=== WHAT YOU NEED TO DO ===
Retype all the records with nothing changed.

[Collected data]
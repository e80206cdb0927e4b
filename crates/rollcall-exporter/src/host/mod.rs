//! In-process host adapters.
//!
//! `EventHub` stands in for a host's connection hooks and `SlotRoster` for its
//! player table. Embedding hosts may use these directly or implement the core
//! traits over their own structures.

mod hub;
mod roster;

pub use hub::EventHub;
pub use roster::SlotRoster;
use std::net::SocketAddr;

use serde::Deserialize;
use rollcall_core::error::{Result, RollcallError};

use crate::obs::metrics::is_valid_prefix;

#[derive(Debug, Deserialize)]
#[serde(deny_unknown_fields)]
pub struct ExporterConfig {
    pub version: u32,

    #[serde(default)]
    pub exporter: ExporterSection,

    #[serde(default)]
    pub collectors: CollectorsSection,
}

impl ExporterConfig {
    pub fn validate(&self) -> Result<()> {
        if self.version != 1 {
            return Err(RollcallError::UnsupportedVersion);
        }
        self.exporter.validate()?;
        Ok(())
    }
}

#[derive(Debug, Deserialize)]
#[serde(deny_unknown_fields)]
pub struct ExporterSection {
    #[serde(default = "default_listen")]
    pub listen: String,

    /// Prepended to every metric name this process exports.
    #[serde(default = "default_prefix")]
    pub prefix: String,
}

impl Default for ExporterSection {
    fn default() -> Self {
        Self {
            listen: default_listen(),
            prefix: default_prefix(),
        }
    }
}

impl ExporterSection {
    pub fn validate(&self) -> Result<()> {
        self.listen_addr()?;
        if !is_valid_prefix(&self.prefix) {
            return Err(RollcallError::InvalidConfig(format!(
                "exporter.prefix must match [a-zA-Z_:][a-zA-Z0-9_:]* (got {:?})",
                self.prefix
            )));
        }
        Ok(())
    }

    pub fn listen_addr(&self) -> Result<SocketAddr> {
        self.listen.parse().map_err(|_| {
            RollcallError::InvalidConfig(format!(
                "exporter.listen must be a valid SocketAddr (got {:?})",
                self.listen
            ))
        })
    }
}

fn default_listen() -> String {
    "0.0.0.0:9464".into()
}
fn default_prefix() -> String {
    "rollcall_".into()
}

#[derive(Debug, Deserialize)]
#[serde(deny_unknown_fields)]
pub struct CollectorsSection {
    #[serde(default = "default_true")]
    pub connected_players: bool,
}

impl Default for CollectorsSection {
    fn default() -> Self {
        Self { connected_players: default_true() }
    }
}

fn default_true() -> bool {
    true
}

=== EXERCISE OUTPUT ===
repository e80206cdb0927e4b
filename crates/rollcall-exporter/src/host/mod.rs
//! In-process host adapters.
//!
//! `EventHub` stands in for a host's connection hooks and `SlotRoster` for its
//! player table. Embedding hosts may use these directly or implement the core
//! traits over their own structures.

mod hub;
mod roster;

pub use hub::EventHub;
pub use roster::SlotRoster;
use std::net::SocketAddr;

use serde::Deserialize;
use rollcall_core::error::{Result, RollcallError};

use crate::obs::metrics::is_valid_prefix;

#[derive(Debug, Deserialize)]
#[serde(deny_unknown_fields)]
pub struct ExporterConfig {
    pub version: u32,

    #[serde(default)]
    pub exporter: ExporterSection,

    #[serde(default)]
    pub collectors: CollectorsSection,
}

impl ExporterConfig {
    pub fn validate(&self) -> Result<()> {
        if self.version != 1 {
            return Err(RollcallError::UnsupportedVersion);
        }
        self.exporter.validate()?;
        Ok(())
    }
}

#[derive(Debug, Deserialize)]
#[serde(deny_unknown_fields)]
pub struct ExporterSection {
    #[serde(default = "default_listen")]
    pub listen: String,

    /// Prepended to every metric name this process exports.
    #[serde(default = "default_prefix")]
    pub prefix: String,
}

impl Default for ExporterSection {
    fn default() -> Self {
        Self {
            listen: default_listen(),
            prefix: default_prefix(),
        }
    }
}

impl ExporterSection {
    pub fn validate(&self) -> Result<()> {
        self.listen_addr()?;
        if !is_valid_prefix(&self.prefix) {
            return Err(RollcallError::InvalidConfig(format!(
                "exporter.prefix must match [a-zA-Z_:][a-zA-Z0-9_:]* (got {:?})",
                self.prefix
            )));
        }
        Ok(())
    }

    pub fn listen_addr(&self) -> Result<SocketAddr> {
        self.listen.parse().map_err(|_| {
            RollcallError::InvalidConfig(format!(
                "exporter.listen must be a valid SocketAddr (got {:?})",
                self.listen
            ))
        })
    }
}

fn default_listen() -> String {
    "0.0.0.0:9464".into()
}
fn default_prefix() -> String {
    "rollcall_".into()
}

#[derive(Debug, Deserialize)]
#[serde(deny_unknown_fields)]
pub struct CollectorsSection {
    #[serde(default = "default_true")]
    pub connected_players: bool,
}

impl Default for CollectorsSection {
    fn default() -> Self {
        Self { connected_players: default_true() }
    }
}

fn default_true() -> bool {
    true
}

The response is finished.